A feliz religião do ego

Um olhar sobre uma das “doenças” da nossa vida em comum a partir da mais particular das circunstâncias.

Escrever sobre egoísmo é como cuspir para o ar. É inevitável que muito do que diga se aplique à minha pessoa com tanta ou mais propriedade que a outros. Consciente disto, assumo o risco com temor e tremor e passo a descrever aquilo que foi a quase anedótica experiência de ter sido um assíduo visitante da biblioteca do campus principal da Universidade de Notre Dame, em South Bend, Indiana, EUA. O ponto de partida não podia ser mais particular e temo que o leitor já esteja a torcer o nariz à ideia de perder mais três minutos a ler o artigo. Muito do que descrevo é, contudo e infelizmente, facilmente universalizável e, se as minhas “vítimas” (que foram os meus “carrascos” ao longo deste ano) são estudantes numa universidade americana no meio deste enorme continente, o “estilo” está bem implementado em todas as carreiras e estratos, e não é mais típico daqui que de Faro, Dornes ou Braga. Sem mais demoras:

1. Vir, não ver (nem ouvir) e aborrecer.             

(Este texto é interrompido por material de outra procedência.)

//! Registered sessions held by an agent
//!
//! An endpoint client keeps at most one session per role. TCP connections
//! accepted concurrently share it; the first one to find it missing or
//! closed registers a new one while the others wait.

use crate::protocol::{write_message, Registration, Role};
use crate::session::{EndpointPeer, Peer};
use crate::transport::{AddrMaybeCached, Dialer};
use anyhow::{Context, Result};
use quinn::RecvStream;
use std::sync::{Arc, Mutex, MutexGuard};
use tracing::{debug, info};

/// Reason sent when the command stream of an agent session ends
pub const COMMAND_STREAM_CLOSED: &str = "command stream closed";

fn label(registration: &Registration) -> String {
    match registration.role {
        // never log the proxy token
        Role::Proxy => Role::Proxy.to_string(),
        role => format!("{}:{}", role, registration.duid),
    }
}

/// Dial the relay and register
///
/// Returns the handle and the read half of its command stream, which the
/// caller is expected to serve.
pub async fn register(
    dialer: &Dialer,
    relay: &AddrMaybeCached,
    registration: &Registration,
) -> Result<(Arc<EndpointPeer>, RecvStream)> {
    let conn = dialer.dial(relay).await?;
    let (mut send, recv) = conn
        .open_bi()
        .await
        .context("Failed to open command stream")?;

    write_message(&mut send, registration)
        .await
        .context("Failed to send registration")?;

    let peer = Arc::new(Peer::new(label(registration), conn, send));
    debug!(peer = peer.label(), "Registered with relay {}", relay.addr());
    Ok((peer, recv))
}

/// One lazily registered session
pub struct SessionSlot {
    registration: Registration,
    current: Mutex<Option<Arc<EndpointPeer>>>,
    connecting: tokio::sync::Mutex<()>,
}

impl SessionSlot {
    /// Create an empty slot for `registration`
    pub fn new(registration: Registration) -> Self {
        SessionSlot {
            registration,
            current: Mutex::new(None),
            connecting: tokio::sync::Mutex::new(()),
        }
    }

    /// Registration sent on every (re)connect
    pub fn registration(&self) -> &Registration {
        &self.registration
    }

    fn lock_current(&self) -> MutexGuard<'_, Option<Arc<EndpointPeer>>> {
        self.current
            .lock()
            .unwrap_or_else(|poisoned| poisoned.into_inner())
    }

    /// The current session, unless it has closed
    pub fn peer(&self) -> Option<Arc<EndpointPeer>> {
        self.lock_current()
            .as_ref()
            .filter(|peer| !peer.is_closed())
            .cloned()
    }

    /// Return the live session, registering a new one if needed
    pub async fn get_or_connect(
        &self,
        dialer: &Dialer,
        relay: &AddrMaybeCached,
    ) -> Result<Arc<EndpointPeer>> {
        if let Some(peer) = self.peer() {
            return Ok(peer);
        }

        let _connecting = self.connecting.lock().await;
        if let Some(peer) = self.peer() {
            return Ok(peer);
        }

        let (peer, mut recv) = register(dialer, relay, &self.registration).await?;
        info!(peer = peer.label(), "Session registered");

        let serving = peer.clone();
        tokio::spawn(async move {
            let err = serving.serve_commands(&mut recv).await;
            debug!(peer = serving.label(), "Command stream ended: {}", err);
            serving.force_close(COMMAND_STREAM_CLOSED);
        });

        *self.lock_current() = Some(peer.clone());
        Ok(peer)
    }

    /// Close and forget the current session
    pub fn close(&self, reason: &str) {
        if let Some(peer) = self.lock_current().take() {
            peer.force_close(reason);
        }
    }
}
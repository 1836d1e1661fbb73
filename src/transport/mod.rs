//! Transport module for Relaymux
//!
//! QUIC carries every relay session; plain TCP is only used for the local
//! connections at either end of a tunnel and for proxy egress.

mod addr;
mod quic;
mod tcp;

pub use addr::AddrMaybeCached;
pub use quic::{configure_client, configure_server, server_endpoint, Dialer, SERVER_NAME};
pub use tcp::{connect_tcp, SocketOpts, DEFAULT_CONNECT_TIMEOUT};
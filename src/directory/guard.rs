//! RAII guard for directory entries
//!
//! The serving loop that installed an entry owns its guard. Dropping the
//! guard removes the entry it installed and wakes anyone waiting for the
//! entry to drain.

use super::{lock_slots, Slots};
use std::fmt::Debug;
use std::hash::Hash;
use std::sync::Arc;
use tokio::sync::watch;
use tracing::debug;

/// Guard returned by [`super::Directory::insert`] and [`super::Directory::replace`]
pub struct RegistrationGuard<K, H>
where
    K: Eq + Hash + Clone + Debug,
{
    slots: Arc<Slots<K, H>>,
    directory: &'static str,
    key: K,
    generation: u64,
    handle: Arc<H>,
    /// Receivers observe closure of this sender once the guard is gone
    _drained: watch::Sender<()>,
}

impl<K, H> RegistrationGuard<K, H>
where
    K: Eq + Hash + Clone + Debug,
{
    pub(super) fn new(
        slots: Arc<Slots<K, H>>,
        directory: &'static str,
        key: K,
        generation: u64,
        handle: Arc<H>,
        drained: watch::Sender<()>,
    ) -> Self {
        RegistrationGuard {
            slots,
            directory,
            key,
            generation,
            handle,
            _drained: drained,
        }
    }

    /// Key this entry was installed under
    pub fn key(&self) -> &K {
        &self.key
    }

    /// The registered handle
    pub fn handle(&self) -> &Arc<H> {
        &self.handle
    }
}

impl<K, H> Drop for RegistrationGuard<K, H>
where
    K: Eq + Hash + Clone + Debug,
{
    fn drop(&mut self) {
        let mut slots = lock_slots(&self.slots);
        let ours = slots
            .get(&self.key)
            .map(|slot| slot.generation == self.generation)
            .unwrap_or(false);
        if ours {
            slots.remove(&self.key);
            debug!(directory = self.directory, key = ?self.key, "Entry removed");
        }
    }
}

Tudo começa à chegada. Imagine-se uma sala enorme, com imensas mesas e cadeiras, à volta de estantes com livros. Estamos vinte ou trinta sentados, a ler ou a escrever, conscientes uns dos outros e do silêncio. É o décimo andar da biblioteca e chega-se de elevador. Sempre com os benditos auriculares de última geração nos ouvidos, sai do elevador e entra na sala o fulano ou a sicrana em animadíssima conversa telefónica. Termina a conversa imediatamente? Fica no hall de entrada a sussurrar as despedidas? “Esconde-se” no vão da escada para continuar a falar? Em 93% dos casos (para não dizer sempre!), segue calmamente para o lugar que ainda não elegeu, deambulando entre as mesas e as estantes, continuando a comentar o preço das calças que comprou anteontem ou a noitada do último sábado diante da muda audiência de quem teve o azar de chegar uns minutos ou umas horas antes. Numa atitude que me mereceu mais (má!) fama que proveito, lá me levantava eu do meu lugar a pedir se podia ou terminar a conversa ou ir falar para outro lado. O olhar era quase sempre de espanto, não raras vezes precedido por um “espera um bocado, está aqui alguém a falar comigo” para o microfone dos auriculares. Sim, realmente, devia ter pedido desculpa por interromper a conversa… Confesso que, as primeiras vezes, tentei levar a coisa (e outras parecidas, como chegarem aos pares à conversa com a mesma animação e bonomia) com um certo desportivismo. Mas, é difícil não ceder à irritação quando acontece dia sim, dia sim, e furar a “bolha do ensimesmamento” traz pouco ou nenhum exame de consciência. Talvez esta feliz cegueira só aconteça aqui; talvez o leitor a reconheça ou se reconheça, como também me reconheço, noutros lugares e latitudes.

 

2. O contexto sou eu (ou, em francês: le contexte c’est moi!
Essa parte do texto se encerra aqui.